* **SUPPLIED DATA**
■ ■ ■ ■ ■
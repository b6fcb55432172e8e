//! 遅延推定モジュール
//!
//! 直近のRTTサンプルから平均遅延とジッターを求め、補間のオン/オフを管理します。

use std::collections::VecDeque;

use crate::utils::math::{lerp, lerp_unclamped, Vec2};

/// 保持するRTTサンプル数
pub const LATENCY_WINDOW: usize = 10;

/// 遅延推定値がないときに使う分母（ミリ秒）
pub const FALLBACK_LATENCY_MS: f64 = 16.0;

/// 補間係数の扱い
#[derive(Debug, Clone, Copy, PartialEq, Eq, Default)]
pub enum PredictionMode {
    /// 係数を制限しない（経過時間が遅延を超えると目標を越えて外挿する）
    #[default]
    Unclamped,
    /// 係数を0.0〜1.0に制限する
    Clamped,
}

/// 遅延推定器
#[derive(Debug, Clone)]
pub struct LatencyEstimator {
    samples: VecDeque<f64>,
    capacity: usize,
    latency: f64,
    jitter: f64,
    prediction_enabled: bool,
    mode: PredictionMode,
}

impl Default for LatencyEstimator {
    fn default() -> Self {
        Self::new()
    }
}

impl LatencyEstimator {
    pub fn new() -> Self {
        Self::with_capacity(LATENCY_WINDOW)
    }

    pub fn with_capacity(capacity: usize) -> Self {
        Self {
            samples: VecDeque::with_capacity(capacity + 1),
            capacity: capacity.max(1),
            latency: 0.0,
            jitter: 0.0,
            prediction_enabled: false,
            mode: PredictionMode::default(),
        }
    }

    /// RTTサンプルを追加し、平均遅延とジッターを再計算
    pub fn add_ping(&mut self, rtt: f64) {
        if !rtt.is_finite() {
            log::warn!("非有限のRTTを無視しました: {}", rtt);
            return;
        }

        self.samples.push_back(rtt);
        while self.samples.len() > self.capacity {
            self.samples.pop_front();
        }

        self.latency = self.samples.iter().sum::<f64>() / self.samples.len() as f64;
        self.jitter = self.compute_jitter();
    }

    /// 隣接サンプル間の差の絶対値の平均
    fn compute_jitter(&self) -> f64 {
        if self.samples.len() < 2 {
            return 0.0;
        }
        let diffs: f64 = self
            .samples
            .iter()
            .zip(self.samples.iter().skip(1))
            .map(|(a, b)| (b - a).abs())
            .sum();
        diffs / (self.samples.len() - 1) as f64
    }

    /// 平均遅延（ミリ秒）
    pub fn latency(&self) -> f64 {
        self.latency
    }

    /// ジッター（ミリ秒）
    pub fn jitter(&self) -> f64 {
        self.jitter
    }

    /// 保持中のサンプル（古い順）
    pub fn samples(&self) -> impl Iterator<Item = f64> + '_ {
        self.samples.iter().copied()
    }

    pub fn prediction_enabled(&self) -> bool {
        self.prediction_enabled
    }

    /// 補間のオン/オフを切り替え、新しい状態を返す
    pub fn toggle_prediction(&mut self) -> bool {
        self.prediction_enabled = !self.prediction_enabled;
        log::info!("予測: {}", if self.prediction_enabled { "On" } else { "Off" });
        self.prediction_enabled
    }

    pub fn mode(&self) -> PredictionMode {
        self.mode
    }

    pub fn set_mode(&mut self, mode: PredictionMode) {
        self.mode = mode;
    }

    /// 表示位置を求める
    ///
    /// 予測が無効なら`target`をそのまま返します。有効なら
    /// `t = (now - server_timestamp) / latency`で`current`から`target`へ補間します。
    /// 遅延がまだ0なら分母に16msを使います。
    pub fn predict_position(&self, current: Vec2, target: Vec2, server_timestamp: f64, now: f64) -> Vec2 {
        if !self.prediction_enabled {
            return target;
        }

        let denominator = if self.latency != 0.0 { self.latency } else { FALLBACK_LATENCY_MS };
        let t = (now - server_timestamp) / denominator;

        match self.mode {
            PredictionMode::Unclamped => lerp_unclamped(current, target, t),
            PredictionMode::Clamped => lerp(current, target, t),
        }
    }
}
■ ■ ■ ■ ■
* **TASK DIRECTIONS**
Among the lines above, which hold the word "bool"? Report each one.

* **RESPONSE TO THIS TASK**
    prediction_enabled: bool,
    pub fn prediction_enabled(&self) -> bool {
    pub fn toggle_prediction(&mut self) -> bool {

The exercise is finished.